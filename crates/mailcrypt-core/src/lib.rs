//! OpenPGP session layer for mail clients.
//!
//! Sits between a mail client's composing/reading surfaces and the
//! external OpenPGP tools driven by `mailcrypt-pgp`. The [`Session`]
//! state machine owns one operation at a time, resolves addressees to
//! keys through the cached [`keys::KeyDirectory`], and works through
//! recoverable tool conditions (wrong passphrase, untrusted or missing
//! keys) by asking the user through the [`Prompter`] contract. No
//! widget code lives here; the prompter trait is the entire UI
//! boundary.

pub mod config;
mod error;
pub mod keys;
mod passphrase;
pub mod prompt;
mod session;

pub use config::SessionConfig;
pub use error::{Error, Result};
pub use keys::{KeyDirectory, canonical_address, match_address, match_key};
pub use passphrase::Passphrase;
pub use prompt::{Choice2, Choice3, Prompter};
pub use session::{Outcome, Session, SessionState};

pub use mailcrypt_pgp::{Backend, BlockKind, Envelope, KeyDescriptor, Status, ToolKind};
//! Persisted session settings.

use std::path::{Path, PathBuf};
use std::time::Duration;

use mailcrypt_pgp::{ToolConfig, ToolKind};
use serde::{Deserialize, Serialize};
use tracing::{debug, warn};

use crate::{Error, Result};

/// User-facing settings of the crypto session, persisted as JSON.
///
/// Unknown fields in an existing file are ignored and missing fields
/// take their defaults, so the format can grow.
#[derive(Debug, Clone, PartialEq, Eq, Serialize, Deserialize)]
#[serde(default)]
pub struct SessionConfig {
    /// Keep the passphrase cached between operations instead of wiping
    /// it after each one.
    pub store_pass: bool,
    /// Which tool family to drive; `Auto` probes at selection time.
    pub tool: ToolKind,
    /// The user identity signing is performed as.
    pub user: String,
    /// Also encrypt outgoing messages to the user's own key.
    pub encrypt_to_self: bool,
    /// Explicit tool binary path, overriding the `$PATH` probe.
    pub binary_override: Option<PathBuf>,
    /// Hard limit on one tool invocation, in seconds.
    pub tool_timeout_secs: u64,
}

impl Default for SessionConfig {
    fn default() -> Self {
        Self {
            store_pass: false,
            tool: ToolKind::Auto,
            user: String::new(),
            encrypt_to_self: false,
            binary_override: None,
            tool_timeout_secs: 60,
        }
    }
}

impl SessionConfig {
    /// The per-user config file location.
    ///
    /// # Errors
    ///
    /// Returns [`Error::NoConfigDir`] when the platform exposes no
    /// configuration directory.
    pub fn config_path() -> Result<PathBuf> {
        dirs::config_dir()
            .map(|dir| dir.join("mailcrypt").join("config.json"))
            .ok_or(Error::NoConfigDir)
    }

    /// Loads the configuration from the default location.
    ///
    /// A missing file yields defaults; a malformed file is logged and
    /// also yields defaults, so a bad edit never locks the user out.
    #[must_use]
    pub fn load() -> Self {
        match Self::config_path() {
            Ok(path) => Self::load_from(&path),
            Err(e) => {
                warn!(error = %e, "using default configuration");
                Self::default()
            }
        }
    }

    /// Loads the configuration from an explicit path.
    #[must_use]
    pub fn load_from(path: &Path) -> Self {
        let raw = match std::fs::read_to_string(path) {
            Ok(raw) => raw,
            Err(e) if e.kind() == std::io::ErrorKind::NotFound => {
                debug!(path = %path.display(), "no config file, using defaults");
                return Self::default();
            }
            Err(e) => {
                warn!(path = %path.display(), error = %e, "cannot read config, using defaults");
                return Self::default();
            }
        };
        match serde_json::from_str(&raw) {
            Ok(config) => {
                debug!(path = %path.display(), "configuration loaded");
                config
            }
            Err(e) => {
                warn!(path = %path.display(), error = %e, "malformed config, using defaults");
                Self::default()
            }
        }
    }

    /// Persists the configuration to the default location.
    ///
    /// # Errors
    ///
    /// Fails when the location is unavailable or the write fails.
    pub fn store(&self) -> Result<()> {
        self.store_to(&Self::config_path()?)
    }

    /// Persists the configuration to an explicit path, creating parent
    /// directories as needed.
    ///
    /// # Errors
    ///
    /// Fails when the directory cannot be created or the file cannot be
    /// written.
    pub fn store_to(&self, path: &Path) -> Result<()> {
        if let Some(parent) = path.parent() {
            std::fs::create_dir_all(parent).map_err(|source| Error::ConfigIo {
                path: parent.to_path_buf(),
                source,
            })?;
        }
        let raw = serde_json::to_string_pretty(self).map_err(|source| Error::ConfigFormat {
            path: path.to_path_buf(),
            source,
        })?;
        std::fs::write(path, raw).map_err(|source| Error::ConfigIo {
            path: path.to_path_buf(),
            source,
        })?;
        debug!(path = %path.display(), "configuration stored");
        Ok(())
    }

    /// The subset of settings the tool adapters need.
    #[must_use]
    pub fn tool_config(&self) -> ToolConfig {
        ToolConfig {
            user: self.user.clone(),
            encrypt_to_self: self.encrypt_to_self,
            binary_override: self.binary_override.clone(),
            timeout: Duration::from_secs(self.tool_timeout_secs),
        }
    }
}

#[cfg(test)]
#[allow(
    clippy::unwrap_used,
    clippy::redundant_clone,
    clippy::manual_string_new,
    clippy::needless_collect,
    clippy::unreadable_literal,
    clippy::used_underscore_items,
    clippy::similar_names
)]
mod tests {
    use super::*;

    #[test]
    fn missing_file_yields_defaults() {
        let dir = tempfile::tempdir().unwrap();
        let config = SessionConfig::load_from(&dir.path().join("nope.json"));
        assert_eq!(config, SessionConfig::default());
        assert_eq!(config.tool_timeout_secs, 60);
    }

    #[test]
    fn round_trips_through_disk() {
        let dir = tempfile::tempdir().unwrap();
        let path = dir.path().join("deep").join("config.json");
        let config = SessionConfig {
            store_pass: true,
            tool: ToolKind::Gpg,
            user: "alice@example.com".to_string(),
            encrypt_to_self: true,
            binary_override: Some(PathBuf::from("/opt/gnupg/bin/gpg")),
            tool_timeout_secs: 15,
        };
        config.store_to(&path).unwrap();
        assert_eq!(SessionConfig::load_from(&path), config);
    }

    #[test]
    fn malformed_file_yields_defaults() {
        let dir = tempfile::tempdir().unwrap();
        let path = dir.path().join("config.json");
        std::fs::write(&path, "{ not json").unwrap();
        assert_eq!(SessionConfig::load_from(&path), SessionConfig::default());
    }

    #[test]
    fn tool_config_carries_the_timeout() {
        let config = SessionConfig {
            tool_timeout_secs: 5,
            ..SessionConfig::default()
        };
        assert_eq!(config.tool_config().timeout, Duration::from_secs(5));
    }
}
//! PGP 5.x adapter.
//!
//! The 5.x generation splits the tool into four binaries: `pgpe`
//! (encrypt), `pgps` (sign), `pgpv` (verify/decrypt) and `pgpk` (key
//! management). They are located as siblings of the configured `pgpe`
//! path. Classification is stderr scraping, as with the other legacy
//! generations.

use std::path::Path;

use tracing::debug;

use crate::exec::{ToolCommand, ToolOutput};
use crate::status::Status;
use crate::{Error, Result};

use super::{KeyDescriptor, MessageState, ToolConfig};

/// Adapter for PGP 5.x (`pgpe`/`pgps`/`pgpv`/`pgpk`).
#[derive(Debug)]
pub struct Pgp5Backend {
    encrypt_bin: String,
    sign_bin: String,
    verify_bin: String,
    keys_bin: String,
    config: ToolConfig,
    state: MessageState,
}

impl Pgp5Backend {
    pub(crate) fn new(encrypt_bin: String, config: ToolConfig) -> Self {
        Self {
            sign_bin: sibling(&encrypt_bin, "pgps"),
            verify_bin: sibling(&encrypt_bin, "pgpv"),
            keys_bin: sibling(&encrypt_bin, "pgpk"),
            encrypt_bin,
            config,
            state: MessageState::default(),
        }
    }

    pub(crate) const fn state(&self) -> &MessageState {
        &self.state
    }

    pub(crate) const fn state_mut(&mut self) -> &mut MessageState {
        &mut self.state
    }

    fn base(&self, program: &str) -> ToolCommand {
        ToolCommand::new(program, self.config.timeout).args(["+batchmode=1", "+language=us"])
    }

    fn feed(cmd: ToolCommand, passphrase: Option<&str>, input: &str) -> ToolCommand {
        match passphrase {
            Some(pass) => cmd
                .env("PGPPASSFD", "0")
                .input(format!("{pass}\n{input}")),
            None => cmd.input(input.to_string()),
        }
    }

    async fn run_or_fail(&mut self, program: &str, cmd: ToolCommand) -> Option<ToolOutput> {
        match cmd.run().await {
            Ok(out) => Some(out),
            Err(e) => {
                self.state.status = Status::run_failed();
                self.state.note(&format!("error running {program}: {e}"));
                None
            }
        }
    }

    pub(crate) async fn decrypt(&mut self, passphrase: Option<&str>) -> Status {
        let program = self.verify_bin.clone();
        let cmd = Self::feed(
            self.base(&program).arg("-f"),
            passphrase,
            &self.state.input.clone(),
        );
        let Some(out) = self.run_or_fail(&program, cmd).await else {
            return self.state.status;
        };
        self.classify_decrypt(&out)
    }

    /// Verification of a clearsigned block is the passphrase-free decrypt.
    pub(crate) async fn verify(&mut self) -> Status {
        self.decrypt(None).await
    }

    fn classify_decrypt(&mut self, out: &ToolOutput) -> Status {
        let mut status = Status::OK;
        let stderr = out.stderr_text();

        let mut lines = stderr.lines().peekable();
        while let Some(line) = lines.next() {
            if line.contains("Bad pass phrase") || line.contains("Cannot unlock private key") {
                status.bad_phrase = true;
                status.error = true;
            } else if line.contains("Cannot decrypt message")
                || line.contains("It can only be decrypted by")
            {
                status.no_sec_key = true;
                status.error = true;
                self.state.note(line.trim());
            } else if line.contains("Good signature made") {
                self.state.signed = true;
                self.state.sig_good = true;
                // The signer uid follows on the next non-empty line.
                if let Some(next) = lines.peek() {
                    let who = next.trim().trim_matches('"').to_string();
                    if !who.is_empty() {
                        self.state.signed_by = Some(who);
                    }
                }
            } else if line.contains("BAD signature made") {
                self.state.signed = true;
                self.state.sig_good = false;
                self.state.note("Warning: the signature is bad.");
            } else if line.contains("Signature by unknown keyid:") {
                self.state.signed = true;
                self.state.sig_good = false;
                self.state.signed_by_key = line
                    .split("keyid:")
                    .nth(1)
                    .map(|id| id.trim().to_string());
                self.state
                    .note("The signature could not be checked (unknown key).");
            } else if line.contains("Error") || line.contains("WARNING") {
                self.state.note(line.trim());
            }
        }

        if !out.success && status == Status::OK {
            status.error = true;
            if self.state.diagnostics.is_empty() {
                self.state.note(stderr.trim());
            }
        }
        if status.is_ok() {
            self.state.output = out.stdout_text();
        }
        debug!(?status, "pgp5 decrypt classified");
        self.state.status = status;
        status
    }

    pub(crate) async fn encrypt(
        &mut self,
        recipients: &[String],
        passphrase: Option<&str>,
        ignore_untrusted: bool,
    ) -> Status {
        if recipients.is_empty() {
            return match passphrase {
                Some(pass) => self.sign(pass).await,
                None => Status::OK,
            };
        }

        let program = self.encrypt_bin.clone();
        let mut cmd = self.base(&program).args(["-aft"]);
        if passphrase.is_some() {
            cmd = cmd.arg("-s");
            if !self.config.user.is_empty() {
                cmd = cmd.arg("-u").arg(&self.config.user);
            }
        }
        if ignore_untrusted {
            cmd = cmd.arg("+NoBatchInvalidKeys=off");
        }
        for recipient in recipients {
            cmd = cmd.arg("-r").arg(recipient);
        }
        if self.config.encrypt_to_self && !self.config.user.is_empty() {
            cmd = cmd.arg("-r").arg(&self.config.user);
        }
        let cmd = Self::feed(cmd, passphrase, &self.state.input.clone());

        let Some(out) = self.run_or_fail(&program, cmd).await else {
            return self.state.status;
        };
        self.classify_encrypt(&out, passphrase.is_some())
    }

    fn classify_encrypt(&mut self, out: &ToolOutput, signing: bool) -> Status {
        let mut status = Status::OK;
        let stderr = out.stderr_text();

        for line in stderr.lines() {
            if line.contains("No encryption keys found for") {
                status.missing_key = true;
                status.error = true;
                self.state.note(line.trim());
            } else if line.contains("The above key is not trusted")
                || line.contains("Invalid key")
            {
                status.bad_keys = true;
                status.error = true;
                self.state.note(line.trim());
            } else if line.contains("Bad pass phrase") || line.contains("Cannot unlock private key")
            {
                status.bad_phrase = true;
                status.error = true;
                if signing {
                    status.err_signing = true;
                }
            } else if line.contains("Error") || line.contains("WARNING") {
                self.state.note(line.trim());
            }
        }

        if !out.success && status == Status::OK {
            status.error = true;
            if self.state.diagnostics.is_empty() {
                self.state.note(stderr.trim());
            }
        }
        if status.is_ok() {
            self.state.output = out.stdout_text();
        }
        debug!(?status, signing, "pgp5 encrypt classified");
        self.state.status = status;
        status
    }

    pub(crate) async fn sign(&mut self, passphrase: &str) -> Status {
        let program = self.sign_bin.clone();
        let mut cmd = self.base(&program).args(["-atf"]);
        if !self.config.user.is_empty() {
            cmd = cmd.arg("-u").arg(&self.config.user);
        }
        let cmd = Self::feed(cmd, Some(passphrase), &self.state.input.clone());

        let Some(out) = self.run_or_fail(&program, cmd).await else {
            return self.state.status;
        };
        let mut status = self.classify_encrypt(&out, true);
        if status.error {
            status.err_signing = true;
            self.state.status = status;
        }
        status
    }

    pub(crate) async fn sign_key(&mut self, key_id: &str, passphrase: &str) -> Status {
        let program = self.keys_bin.clone();
        let cmd = Self::feed(
            self.base(&program).arg("-s").arg(key_id),
            Some(passphrase),
            "",
        );
        let Some(out) = self.run_or_fail(&program, cmd).await else {
            return self.state.status;
        };
        self.classify_encrypt(&out, true)
    }

    pub(crate) async fn pub_keys(&self) -> Result<Vec<KeyDescriptor>> {
        let out = self.base(&self.keys_bin).arg("-l").run().await?;
        if !out.success {
            return Err(Error::KeyListing {
                tool: self.keys_bin.clone(),
                detail: out.stderr_text().lines().next().unwrap_or("").to_string(),
            });
        }
        Ok(parse_listing(&out.stdout_text()))
    }

    pub(crate) async fn public_key_armored(&self, identity: &str) -> Result<String> {
        let out = self.base(&self.keys_bin).arg("-xa").arg(identity).run().await?;
        Ok(out.stdout_text())
    }
}

/// Resolves a sibling binary next to the configured `pgpe` path.
fn sibling(encrypt_bin: &str, name: &str) -> String {
    Path::new(encrypt_bin).parent().map_or_else(
        || name.to_string(),
        |dir| {
            if dir.as_os_str().is_empty() {
                name.to_string()
            } else {
                dir.join(name).to_string_lossy().into_owned()
            }
        },
    )
}

/// Parses the `pgpk -l` table: `pub` rows carry `0x`-prefixed key ids,
/// `uid` rows carry the identities.
fn parse_listing(listing: &str) -> Vec<KeyDescriptor> {
    let mut keys = Vec::new();
    let mut current_id: Option<String> = None;
    for line in listing.lines() {
        let mut parts = line.split_whitespace();
        match parts.next() {
            Some("pub") => {
                current_id = parts
                    .find(|token| token.starts_with("0x"))
                    .map(str::to_string);
            }
            Some("uid") => {
                if let Some(id) = &current_id {
                    let uid = parts.collect::<Vec<_>>().join(" ");
                    if !uid.is_empty() {
                        keys.push(KeyDescriptor::new(format!("{id} {uid}")));
                    }
                }
            }
            _ => {}
        }
    }
    keys
}

#[cfg(test)]
#[allow(
    clippy::unwrap_used,
    clippy::redundant_clone,
    clippy::manual_string_new,
    clippy::needless_collect,
    clippy::unreadable_literal,
    clippy::used_underscore_items,
    clippy::similar_names
)]
mod tests {
    use super::*;

    fn backend() -> Pgp5Backend {
        Pgp5Backend::new("/usr/local/bin/pgpe".to_string(), ToolConfig::default())
    }

    fn fake_output(success: bool, stdout: &str, stderr: &str) -> ToolOutput {
        ToolOutput {
            success,
            code: Some(i32::from(!success)),
            stdout: stdout.as_bytes().to_vec(),
            stderr: stderr.as_bytes().to_vec(),
        }
    }

    #[test]
    fn sibling_binaries_share_the_directory() {
        let b = backend();
        assert_eq!(b.verify_bin, "/usr/local/bin/pgpv");
        assert_eq!(b.keys_bin, "/usr/local/bin/pgpk");
        let bare = Pgp5Backend::new("pgpe".to_string(), ToolConfig::default());
        assert_eq!(bare.sign_bin, "pgps");
    }

    #[test]
    fn cannot_decrypt_is_no_sec_key() {
        let mut b = backend();
        let out = fake_output(
            false,
            "",
            "Cannot decrypt message.  It can only be decrypted by:\n  1024 bits, Key ID AB12CD34\n",
        );
        let status = b.classify_decrypt(&out);
        assert!(status.no_sec_key);
        assert!(status.error);
    }

    #[test]
    fn good_signature_takes_following_uid_line() {
        let mut b = backend();
        let out = fake_output(
            true,
            "plain\n",
            "Good signature made 1999-03-01 12:00 GMT by key:\n  1024 bits, Key ID AB12CD34, \"Alice <alice@x.com>\"\n",
        );
        let status = b.classify_decrypt(&out);
        assert!(status.is_ok());
        assert!(b.state().sig_good);
        assert!(b.state().signed_by.as_deref().unwrap().contains("alice@x.com"));
    }

    #[test]
    fn no_encryption_keys_is_missing_key() {
        let mut b = backend();
        let out = fake_output(false, "", "No encryption keys found for: carol@x.com\n");
        let status = b.classify_encrypt(&out, false);
        assert!(status.missing_key);
    }

    #[test]
    fn listing_groups_uids_under_pub_rows() {
        let listing = "Type Bits KeyID      Created    Expires  Algorithm Use\npub  1024 0xAB12CD34 1997-01-01 ---------- DSS Sign & Encrypt\nuid  Bob Example <bob@x.com>\nuid  Robert <rob@y.org>\n";
        let keys = parse_listing(listing);
        assert_eq!(keys.len(), 2);
        assert_eq!(keys[0].key_id(), "0xAB12CD34");
        assert!(keys[1].as_str().contains("rob@y.org"));
    }
}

________________________________________

Search the records for the string "display", and copy every line that holds it.

**PROBLEM SOLUTION**
                debug!(path = %path.display(), "no config file, using defaults");
                warn!(path = %path.display(), error = %e, "cannot read config, using defaults");
                debug!(path = %path.display(), "configuration loaded");
                warn!(path = %path.display(), error = %e, "malformed config, using defaults");
        debug!(path = %path.display(), "configuration stored");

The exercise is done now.